The story is narrated from multiple viewpoints, including those of a pair of now teenage girls, just released from juvenile detention after serving seven-year sentences for their parts in the kidnapping and death of a baby, the granddaughter of a locally-famous black judge. Ronnie Fuller and Alice Manning have had their lives irrevocably changed, and when another child of mixed race disappears soon after their return home, the girls become prime suspects, after their names are leaked to the press and to the police. At first, we feel sympathetic toward poor Alice, the "good" girl whose life was ruined by the inexplicable actions of the "bad" Ronnie, but as the story goes on, our sympathies are drawn more and more to Ronnie as the secrets of what happened seven years before, and what is happening now, are revealed.

Set in Baltimore, the story is as much about developing character studies of the girls, their families, the police, the press, and so forth, as it is about solving the mystery. The book also presents a portrait of the racism and divisions inherent in society, not just black vs. white, but rich vs. poor, and so on.
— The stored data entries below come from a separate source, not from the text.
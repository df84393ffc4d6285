use proptest::prelude::*;
use proptest::sample::select;
use std::sync::{Arc, OnceLock};

use crate::catalog::{Catalog, Category, Product};
use crate::listing::{listing, ListingQuery, Selection, SortOrder};
use crate::search::fuzzy::{normalize_for_matching, EditDistanceMatcher, TermMatcher};
use crate::search::{QueryParser, SearchEngine, SearchField};

fn engine() -> &'static SearchEngine {
    static ENGINE: OnceLock<SearchEngine> = OnceLock::new();
    ENGINE.get_or_init(|| SearchEngine::new(Arc::new(Catalog::builtin().unwrap())))
}

/// Vocabulary drawn from the catalog plus typos and noise
fn word() -> impl Strategy<Value = String> {
    prop_oneof![
        select(vec![
            "toyota", "toyta", "brake", "brke", "pads", "spark", "plug", "555", "rbi", "ball",
            "joint", "rack", "end", "stabilizer", "link", "asimco", "engine", "sk20r11",
            "xyzzy", "a", "b",
        ])
        .prop_map(str::to_string),
        "[a-z0-9]{1,8}",
    ]
}

fn query() -> impl Strategy<Value = String> {
    proptest::collection::vec(word(), 0..4).prop_map(|words| words.join(" "))
}

fn field_distance(product: &Product, field: SearchField, term: &str) -> f64 {
    field
        .values(product)
        .into_iter()
        .map(|value| EditDistanceMatcher::new().distance(&normalize_for_matching(value), term))
        .fold(f64::INFINITY, f64::min)
}

proptest! {
    // Same query, same catalog: same answer
    #[test]
    fn search_is_deterministic(q in query()) {
        let engine = engine();
        prop_assert_eq!(engine.search(&q), engine.search(&q));
    }

    // Every result matches every kept term in some field
    #[test]
    fn every_result_matches_all_terms(q in query()) {
        let parsed = QueryParser::parse(&q, 2);
        for product in engine().search(&q) {
            for term in &parsed.terms {
                let best = SearchField::ALL
                    .into_iter()
                    .map(|field| field_distance(product, field, term))
                    .fold(f64::INFINITY, f64::min);
                prop_assert!(best <= 0.3, "{} does not match {:?}", product.id, term);
            }
        }
    }

    // Queries with no term of two characters or more find nothing
    #[test]
    fn degenerate_queries_are_empty(q in "[ \t]{0,3}([a-z][ \t]{1,3}){0,4}") {
        prop_assert!(engine().search(&q).is_empty());
    }

    // Results are ordered by score, best first
    #[test]
    fn scores_are_monotonic(q in query()) {
        let results = engine().search_with_scores(&q);
        prop_assert!(results.windows(2).all(|w| w[0].score.value <= w[1].score.value));
    }

    // Scoped listings partition the unscoped one
    #[test]
    fn categories_partition_listing(q in query()) {
        let engine = engine();
        let all = listing(engine, &ListingQuery { text: q.clone(), ..ListingQuery::default() });
        let mut scoped = 0;
        for category in Category::ALL {
            let query = ListingQuery {
                text: q.clone(),
                ..ListingQuery::for_category(category)
            };
            let products = listing(engine, &query);
            prop_assert!(products.iter().all(|p| p.category == category));
            scoped += products.len();
        }
        prop_assert_eq!(scoped, all.len());
    }

    // Facets only ever narrow, and price sorts only reorder
    #[test]
    fn facets_narrow_and_sorts_reorder(
        q in query(),
        category in select(Category::ALL.to_vec()),
        sort in select(SortOrder::ALL.to_vec()),
    ) {
        let engine = engine();
        let base = ListingQuery { text: q, ..ListingQuery::for_category(category) };
        let unsorted = listing(engine, &base);

        let sorted = listing(engine, &ListingQuery { sort: Selection::Only(sort), ..base.clone() });
        prop_assert_eq!(sorted.len(), unsorted.len());
        match sort {
            SortOrder::Featured => prop_assert_eq!(&sorted, &unsorted),
            SortOrder::PriceLow => prop_assert!(sorted.windows(2).all(|w| w[0].price <= w[1].price)),
            SortOrder::PriceHigh => prop_assert!(sorted.windows(2).all(|w| w[0].price >= w[1].price)),
        }

        let branded = listing(
            engine,
            &ListingQuery { brand: Some("in stock".to_string()), ..base.clone() },
        );
        prop_assert!(branded.len() <= unsorted.len());
        prop_assert!(branded.iter().all(|p| unsorted.contains(p)));
    }

    // Unknown facet values never match anything
    #[test]
    fn unknown_facet_values_are_empty(q in query(), junk in "[a-z]{3,10}") {
        prop_assume!(junk.parse::<SortOrder>().is_err());
        let query = ListingQuery::from_query_string(&format!("q={}&sort={}", q, junk));
        prop_assert!(listing(engine(), &query).is_empty());
    }
}
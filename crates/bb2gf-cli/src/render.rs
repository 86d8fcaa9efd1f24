//! Console output for the run header and summaries.

use crate::targets::Target;
use bb2gf_migrate::{GlobalSummary, MigrationStatus, PipelineSettings, ProjectSummary, SummaryTotals};
use console::style;

const RULE_WIDTH: usize = 60;

/// Key/value rows describing how one project will be migrated.
pub fn header_rows(target: &Target, api_base: &str, settings: &PipelineSettings) -> Vec<(&'static str, String)> {
    vec![
        ("Source", format!("{}/projects/{}", target.base_url, target.project_key)),
        ("Destination API", api_base.to_string()),
        (
            "Owner",
            format!("{} ({})", settings.owner_alias, settings.owner_type),
        ),
        (
            "Visibility",
            if settings.private { "private" } else { "public" }.to_string(),
        ),
        (
            "Language",
            settings.language.clone().unwrap_or_else(|| "-".to_string()),
        ),
        ("Dry run", yes_no(settings.dry_run).to_string()),
        ("Workdir", settings.workdir.display().to_string()),
        ("Transport", settings.mode.to_string()),
    ]
}

pub fn print_header(target: &Target, api_base: &str, settings: &PipelineSettings) {
    println!();
    println!(
        "{}",
        style(format!("Project {}", target.project_key)).bold().cyan()
    );
    println!("{}", style("═".repeat(RULE_WIDTH)).dim());
    for (label, value) in header_rows(target, api_base, settings) {
        println!("{:<16} {}", format!("{label}:"), value);
    }
    println!();
}

/// Repositories that did not make it, one line each.
pub fn print_failures(summary: &ProjectSummary) {
    for record in summary.items_with_status(MigrationStatus::Failed) {
        println!(
            "  {} {}: {}",
            style("✗").red(),
            style(&record.repo_name).bold(),
            record.message
        );
    }
}

/// The counters as a compact line.
pub fn totals_line(totals: &SummaryTotals) -> String {
    format!(
        "total={} created={} exists={} lfs={} skipped={} errors={}",
        totals.total, totals.created, totals.exists, totals.lfs_pushed, totals.skipped, totals.errors
    )
}

/// Per-project table rows, header row first.
pub fn table_rows(summary: &GlobalSummary) -> Vec<[String; 8]> {
    let mut rows = vec![[
        "PROJECT", "TOTAL", "CREATED", "EXISTS", "LFS", "SKIPPED", "ERRORS", "NOTE",
    ]
    .map(str::to_string)];
    for project in &summary.projects {
        let t = &project.summary.totals;
        rows.push([
            project.project_key.clone(),
            t.total.to_string(),
            t.created.to_string(),
            t.exists.to_string(),
            t.lfs_pushed.to_string(),
            t.skipped.to_string(),
            t.errors.to_string(),
            project.error.clone().unwrap_or_default(),
        ]);
    }
    rows
}

pub fn print_summary(summary: &GlobalSummary) {
    let rows = table_rows(summary);
    let mut widths = [0usize; 8];
    for row in &rows {
        for (width, cell) in widths.iter_mut().zip(row) {
            *width = (*width).max(cell.chars().count());
        }
    }

    println!();
    println!("{}", style("Migration summary").bold().cyan());
    println!("{}", style("═".repeat(RULE_WIDTH)).dim());
    for (i, row) in rows.iter().enumerate() {
        let line = row
            .iter()
            .zip(widths)
            .map(|(cell, width)| format!("{cell:<width$}"))
            .collect::<Vec<_>>()
            .join("  ");
        if i == 0 {
            println!("{}", style(line.trim_end()).bold());
        } else {
            println!("{}", line.trim_end());
        }
    }
    println!("{}", style("─".repeat(RULE_WIDTH)).dim());

    let totals = totals_line(&summary.totals);
    if summary.totals.errors > 0 {
        println!("{} {}", style("Totals").bold(), style(totals).yellow());
    } else {
        println!("{} {}", style("Totals").bold(), style(totals).green());
    }
}

fn yes_no(value: bool) -> &'static str {
    if value {
        "yes"
    } else {
        "no"
    }
}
There are great passages about the struggles faced by homicide detective Nancy Porter, who found the dead baby many years ago and who is now assigned to the new investigation, that are worthy of _Homicide: Life on the Street_ or _The Wire_. Lippman draws deft portraits of both Sharon Kerpelman, the public defender who feels she failed Alice in the earlier case, and Mira Jenkins, the reporter who sees this story as her chance to "move downtown." And Cynthia Barnes, the mother of the murdered baby, is a fully-shaded character who sees the possibility to get some sort of revenge on the girls, who she feels should have been tried as adults.

This is a gripping story, full of tension and emotion. It has moments of sadness and moments of humor. It's a great book by a great writer and I'd be surprised if it isn't nominated for the major awards in the field this year. Very highly recommended.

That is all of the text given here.